Records excerpted from a collection
↓↓↓

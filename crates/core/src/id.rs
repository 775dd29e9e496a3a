//! Strongly-typed identifiers.

use core::str::FromStr;
use serde::{Deserialize, Serialize};
use uuid::Uuid;

use crate::error::BusError;

/// Identity of a handler.
///
/// Assigned once when a handler is built and shared by all of its clones. The
/// registry deduplicates and removes by this value, never by the handler's
/// declared name.
#[derive(Debug, Copy, Clone, PartialEq, Eq, PartialOrd, Ord, Hash, Serialize, Deserialize)]
#[serde(transparent)]
pub struct HandlerId(Uuid);

impl HandlerId {
    /// Create a new identifier.
    ///
    /// Uses UUIDv7 (time-ordered).
    pub fn new() -> Self {
        Self(Uuid::now_v7())
    }
}

impl Default for HandlerId {
    fn default() -> Self {
        Self::new()
    }
}

impl core::fmt::Display for HandlerId {
    fn fmt(&self, f: &mut core::fmt::Formatter<'_>) -> core::fmt::Result {
        core::fmt::Display::fmt(&self.0, f)
    }
}

impl From<Uuid> for HandlerId {
    fn from(value: Uuid) -> Self {
        Self(value)
    }
}

impl From<HandlerId> for Uuid {
    fn from(value: HandlerId) -> Self {
        value.0
    }
}

impl FromStr for HandlerId {
    type Err = BusError;

    fn from_str(s: &str) -> Result<Self, Self::Err> {
        let uuid =
            Uuid::from_str(s).map_err(|e| BusError::invalid_id(format!("HandlerId: {e}")))?;
        Ok(Self(uuid))
    }
}
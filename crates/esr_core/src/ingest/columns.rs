use std::collections::HashMap;
use std::sync::OnceLock;

use crate::error::AppError;

/// Logical incident field a spreadsheet column resolves to.
#[derive(Debug, Clone, Copy, PartialEq, Eq, Hash, PartialOrd, Ord)]
pub enum Field {
    IncidentId,
    IncidentUrl,
    VendorIncidentId,
    VendorIncidentUrl,
    IncidentTitle,
    Organization,
    Product,
    DeploymentStatus,
    InitialEscalationMethod,
    PlaybookUrl,
    CurrentStatus,
    Verdict,
    CurrentPriority,
    CurrentCategory,
    CreatedUtc,
    CreatedLocal,
    LastUpdatedUtc,
    LastUpdatedLocal,
    EscalatedUtc,
    EscalatedLocal,
    ClosedUtc,
    ClosedLocal,
    EscalationPaths,
    NotificationGroups,
    AssignedUsers,
    TouchedBy,
    ClosedBy,
    SocLastComment,
    CustomerLastComment,
    ResponseAction,
    ActionTarget,
    TargetType,
    ActionProvider,
    ExecutedDate,
    ExecutedBy,
    ResponseActionStatus,
    SocTtr,
    SocTtd,
    CustomerTtr,
    CustomerTtd,
    MitreTacticId,
    MitreTacticName,
    MitreTechniqueId,
    MitreTechniqueName,
    VendorSeverity,
}

#[derive(Debug, Clone, Copy, PartialEq, Eq)]
pub enum FieldKind {
    Text,
    Timestamp,
    Duration,
}

/// Timestamp slot counted in per-file parse statistics.
#[derive(Debug, Clone, Copy, PartialEq, Eq)]
pub enum TimestampSlot {
    Created,
    Escalated,
    Closed,
}

impl Field {
    /// Fields that must resolve for a spreadsheet to load.
    pub const REQUIRED: [Field; 3] = [
        Field::Organization,
        Field::CurrentStatus,
        Field::CurrentPriority,
    ];

    pub fn kind(self) -> FieldKind {
        match self {
            Field::CreatedUtc
            | Field::CreatedLocal
            | Field::LastUpdatedUtc
            | Field::LastUpdatedLocal
            | Field::EscalatedUtc
            | Field::EscalatedLocal
            | Field::ClosedUtc
            | Field::ClosedLocal
            | Field::ExecutedDate => FieldKind::Timestamp,
            Field::SocTtr | Field::SocTtd | Field::CustomerTtr | Field::CustomerTtd => {
                FieldKind::Duration
            }
            _ => FieldKind::Text,
        }
    }

    pub fn timestamp_slot(self) -> Option<TimestampSlot> {
        match self {
            Field::CreatedUtc | Field::CreatedLocal => Some(TimestampSlot::Created),
            Field::EscalatedUtc | Field::EscalatedLocal => Some(TimestampSlot::Escalated),
            Field::ClosedUtc | Field::ClosedLocal => Some(TimestampSlot::Closed),
            _ => None,
        }
    }

    /// Stable snake_case name used in error details.
    pub fn name(self) -> &'static str {
        match self {
            Field::IncidentId => "incident_id",
            Field::IncidentUrl => "incident_url",
            Field::VendorIncidentId => "vendor_incident_id",
            Field::VendorIncidentUrl => "vendor_incident_url",
            Field::IncidentTitle => "incident_title",
            Field::Organization => "organization",
            Field::Product => "product",
            Field::DeploymentStatus => "deployment_status",
            Field::InitialEscalationMethod => "initial_escalation_method",
            Field::PlaybookUrl => "playbook_url",
            Field::CurrentStatus => "current_status",
            Field::Verdict => "verdict",
            Field::CurrentPriority => "current_priority",
            Field::CurrentCategory => "current_category",
            Field::CreatedUtc => "created_utc",
            Field::CreatedLocal => "created_local",
            Field::LastUpdatedUtc => "last_updated_utc",
            Field::LastUpdatedLocal => "last_updated_local",
            Field::EscalatedUtc => "escalated_utc",
            Field::EscalatedLocal => "escalated_local",
            Field::ClosedUtc => "closed_utc",
            Field::ClosedLocal => "closed_local",
            Field::EscalationPaths => "escalation_paths",
            Field::NotificationGroups => "notification_groups",
            Field::AssignedUsers => "assigned_users",
            Field::TouchedBy => "touched_by",
            Field::ClosedBy => "closed_by",
            Field::SocLastComment => "soc_last_comment",
            Field::CustomerLastComment => "customer_last_comment",
            Field::ResponseAction => "response_action",
            Field::ActionTarget => "action_target",
            Field::TargetType => "target_type",
            Field::ActionProvider => "action_provider",
            Field::ExecutedDate => "executed_date",
            Field::ExecutedBy => "executed_by",
            Field::ResponseActionStatus => "response_action_status",
            Field::SocTtr => "soc_ttr",
            Field::SocTtd => "soc_ttd",
            Field::CustomerTtr => "customer_ttr",
            Field::CustomerTtd => "customer_ttd",
            Field::MitreTacticId => "mitre_tactic_id",
            Field::MitreTacticName => "mitre_tactic_name",
            Field::MitreTechniqueId => "mitre_technique_id",
            Field::MitreTechniqueName => "mitre_technique_name",
            Field::VendorSeverity => "vendor_severity",
        }
    }

    /// Header spelling of the standard export profile (first alias in the table).
    pub fn primary_header(self) -> &'static str {
        COLUMN_ALIASES
            .iter()
            .find(|(_, f)| *f == self)
            .map(|(h, _)| *h)
            .unwrap_or(self.name())
    }

    /// Every field, in export column order.
    pub fn all() -> Vec<Field> {
        let mut out: Vec<Field> = Vec::new();
        for (_, f) in COLUMN_ALIASES {
            if !out.contains(f) {
                out.push(*f);
            }
        }
        out
    }
}

/// Header spelling -> logical field, covering the standard and Burlington export profiles.
/// The first entry per field is its standard spelling.
pub const COLUMN_ALIASES: &[(&str, Field)] = &[
    ("Incident Id", Field::IncidentId),
    ("Incident ID", Field::IncidentId),
    ("Incident URL", Field::IncidentUrl),
    ("Vendor Incident Id", Field::VendorIncidentId),
    ("Vendor Incident ID", Field::VendorIncidentId),
    ("Vendor Incident URL", Field::VendorIncidentUrl),
    ("Incident Title", Field::IncidentTitle),
    ("Organization", Field::Organization),
    ("Product", Field::Product),
    ("Deployment Status", Field::DeploymentStatus),
    ("Initial Escalation Method", Field::InitialEscalationMethod),
    ("Playbook URL", Field::PlaybookUrl),
    ("Current Status", Field::CurrentStatus),
    ("CS SOC Verdict", Field::Verdict),
    ("Current Priority", Field::CurrentPriority),
    ("Current Category", Field::CurrentCategory),
    ("Created Datetime UTC", Field::CreatedUtc),
    ("Created Datetime (UTC)", Field::CreatedUtc),
    ("Created Datetime (US/Central)", Field::CreatedLocal),
    ("Created Datetime (User TZ - US/Eastern)", Field::CreatedLocal),
    ("Last Updated Datetime UTC", Field::LastUpdatedUtc),
    ("Last Updated Datetime (UTC)", Field::LastUpdatedUtc),
    ("Last Updated Datetime (US/Central)", Field::LastUpdatedLocal),
    ("Last Updated Datetime (User TZ - US/Eastern)", Field::LastUpdatedLocal),
    ("Escalated Datetime UTC", Field::EscalatedUtc),
    ("Escalated Datetime (UTC)", Field::EscalatedUtc),
    ("Escalated Datetime (US/Central)", Field::EscalatedLocal),
    ("Escalated Datetime (User TZ - US/Eastern)", Field::EscalatedLocal),
    ("Closed Datetime UTC", Field::ClosedUtc),
    ("Closed Datetime (UTC)", Field::ClosedUtc),
    ("Closed Datetime (US/Central)", Field::ClosedLocal),
    ("Closed Datetime (User TZ - US/Eastern)", Field::ClosedLocal),
    ("Escalation Paths", Field::EscalationPaths),
    ("Escalation Path", Field::EscalationPaths),
    ("Notification Groups", Field::NotificationGroups),
    ("Assigned Users", Field::AssignedUsers),
    ("Touched By", Field::TouchedBy),
    ("Closed By", Field::ClosedBy),
    ("CS SOC Last Comment", Field::SocLastComment),
    ("Customer Last Comment", Field::CustomerLastComment),
    ("Response Action", Field::ResponseAction),
    ("Action Target", Field::ActionTarget),
    ("Target Type", Field::TargetType),
    ("Action Provider", Field::ActionProvider),
    ("Executed Date", Field::ExecutedDate),
    ("Executed By", Field::ExecutedBy),
    ("Response Action Status", Field::ResponseActionStatus),
    ("CS SOC TTR (hh:mm)", Field::SocTtr),
    ("CS SOC TTD (hh:mm)", Field::SocTtd),
    ("Customer TTR (hh:mm)", Field::CustomerTtr),
    ("Customer TTD (hh:mm)", Field::CustomerTtd),
    ("MITRE Tactic Id", Field::MitreTacticId),
    ("MITRE Tactic ID", Field::MitreTacticId),
    ("MITRE Tactic Name", Field::MitreTacticName),
    ("MITRE Technique Id", Field::MitreTechniqueId),
    ("MITRE Technique ID", Field::MitreTechniqueId),
    ("MITRE Technique Name", Field::MitreTechniqueName),
    ("Vendor Severity", Field::VendorSeverity),
];

/// Build the header lookup, rejecting a spelling that maps to two different fields.
pub fn build_alias_index(
    entries: &[(&'static str, Field)],
) -> Result<HashMap<&'static str, Field>, AppError> {
    let mut index = HashMap::with_capacity(entries.len());
    for (header, field) in entries {
        if let Some(existing) = index.insert(*header, *field) {
            if existing != *field {
                return Err(AppError::new(
                    "INGEST_ALIAS_CONFLICT",
                    "Column alias maps to more than one field",
                )
                .with_details(format!(
                    "header={header}; fields={},{}",
                    existing.name(),
                    field.name()
                )));
            }
        }
    }
    Ok(index)
}

static ALIAS_INDEX: OnceLock<Result<HashMap<&'static str, Field>, AppError>> = OnceLock::new();

pub fn alias_index() -> Result<&'static HashMap<&'static str, Field>, AppError> {
    ALIAS_INDEX
        .get_or_init(|| build_alias_index(COLUMN_ALIASES))
        .as_ref()
        .map_err(Clone::clone)
}

/// Resolve one header cell. Surrounding whitespace is ignored; matching is otherwise exact.
pub fn resolve_header(header: &str) -> Result<Option<Field>, AppError> {
    Ok(alias_index()?.get(header.trim()).copied())
}
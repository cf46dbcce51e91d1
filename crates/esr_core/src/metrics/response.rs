use serde::{Deserialize, Serialize};

use crate::config::ClientConfig;
use crate::domain::{Incident, Priority};
use crate::metrics::{mean_minutes, percent_of, percentile, round1, MetricGroup};
use crate::normalize::priority::parse_priority_level;
use crate::normalize::timestamps::duration_minutes;

#[derive(Debug, Clone, Serialize, Deserialize, PartialEq)]
pub struct ResponseMetrics {
    pub mttr_minutes: i64,
    pub mttd_minutes: i64,
    pub p90_minutes: i64,
    pub critical_high_mttr: i64,
    pub medium_low_mttr: i64,
    /// Positive when faster than the industry benchmark.
    pub response_advantage_percent: f64,
    pub sla_compliance_rate: f64,
    pub avg_response_time: i64,
    pub fastest_response_time: i64,
    pub industry_median_minutes: i64,
}

impl MetricGroup for ResponseMetrics {
    const NAME: &'static str = "response";
}

fn ttr_minutes(inc: &Incident) -> Option<i64> {
    inc.soc_ttr.map(duration_minutes)
}

/// `(benchmark - actual) / benchmark * 100`; 0 for a non-positive benchmark.
pub fn advantage_percent(benchmark: f64, actual: f64) -> f64 {
    if benchmark > 0.0 {
        (benchmark - actual) / benchmark * 100.0
    } else {
        0.0
    }
}

pub fn response_metrics(records: &[Incident], config: &ClientConfig) -> ResponseMetrics {
    let mut all_ttr = Vec::new();
    let mut all_ttd = Vec::new();
    let mut critical_high = Vec::new();
    let mut medium_low = Vec::new();
    let mut sla_met = 0usize;
    let mut sla_measured = 0usize;

    for inc in records {
        let priority = parse_priority_level(inc.current_priority.as_deref());
        if let Some(minutes) = ttr_minutes(inc) {
            all_ttr.push(minutes);
            match priority {
                Some(p) if p.is_critical_or_high() => critical_high.push(minutes),
                Some(p) if p.is_medium_or_low() => medium_low.push(minutes),
                _ => {}
            }
            if let Some(p) = priority {
                sla_measured += 1;
                if minutes <= config.sla_target(p) {
                    sla_met += 1;
                }
            }
        }
        if let Some(d) = inc.soc_ttd {
            all_ttd.push(duration_minutes(d));
        }
    }

    let mttr = mean_minutes(&all_ttr);
    let benchmark = config.industry_benchmarks.mttr_minutes;
    ResponseMetrics {
        mttr_minutes: mttr,
        mttd_minutes: mean_minutes(&all_ttd),
        p90_minutes: percentile(&all_ttr, 90),
        critical_high_mttr: mean_minutes(&critical_high),
        medium_low_mttr: mean_minutes(&medium_low),
        response_advantage_percent: round1(advantage_percent(benchmark as f64, mttr as f64)),
        sla_compliance_rate: round1(percent_of(sla_met, sla_measured)),
        avg_response_time: mttr,
        fastest_response_time: all_ttr.iter().copied().min().unwrap_or(0),
        industry_median_minutes: benchmark,
    }
}

#[derive(Debug, Clone, Serialize, Deserialize, PartialEq, Eq)]
pub struct PriorityResponse {
    pub priority: Priority,
    pub count: usize,
    pub avg_response: i64,
    pub target: i64,
    /// Whether the average response met the target (not every record).
    pub met_sla: bool,
}

#[derive(Debug, Clone, Serialize, Deserialize, PartialEq, Eq)]
pub struct ResponseByPriority {
    pub response_by_priority: Vec<PriorityResponse>,
}

impl MetricGroup for ResponseByPriority {
    const NAME: &'static str = "response_by_priority";
}

/// Per-priority response summary for Critical, High, Medium and Low, skipping levels
/// without any measured response.
pub fn response_by_priority(records: &[Incident], config: &ClientConfig) -> ResponseByPriority {
    let rows = Priority::SLA_LEVELS
        .iter()
        .filter_map(|level| {
            let values = records
                .iter()
                .filter(|inc| parse_priority_level(inc.current_priority.as_deref()) == Some(*level))
                .filter_map(ttr_minutes)
                .collect::<Vec<_>>();
            if values.is_empty() {
                return None;
            }
            let avg = mean_minutes(&values);
            let target = config.sla_target(*level);
            Some(PriorityResponse {
                priority: *level,
                count: values.len(),
                avg_response: avg,
                target,
                met_sla: avg <= target,
            })
        })
        .collect();
    ResponseByPriority {
        response_by_priority: rows,
    }
}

↑↑↑

Across the records above, tally the lines that contain "benchmark" and give the result as a number alone.

8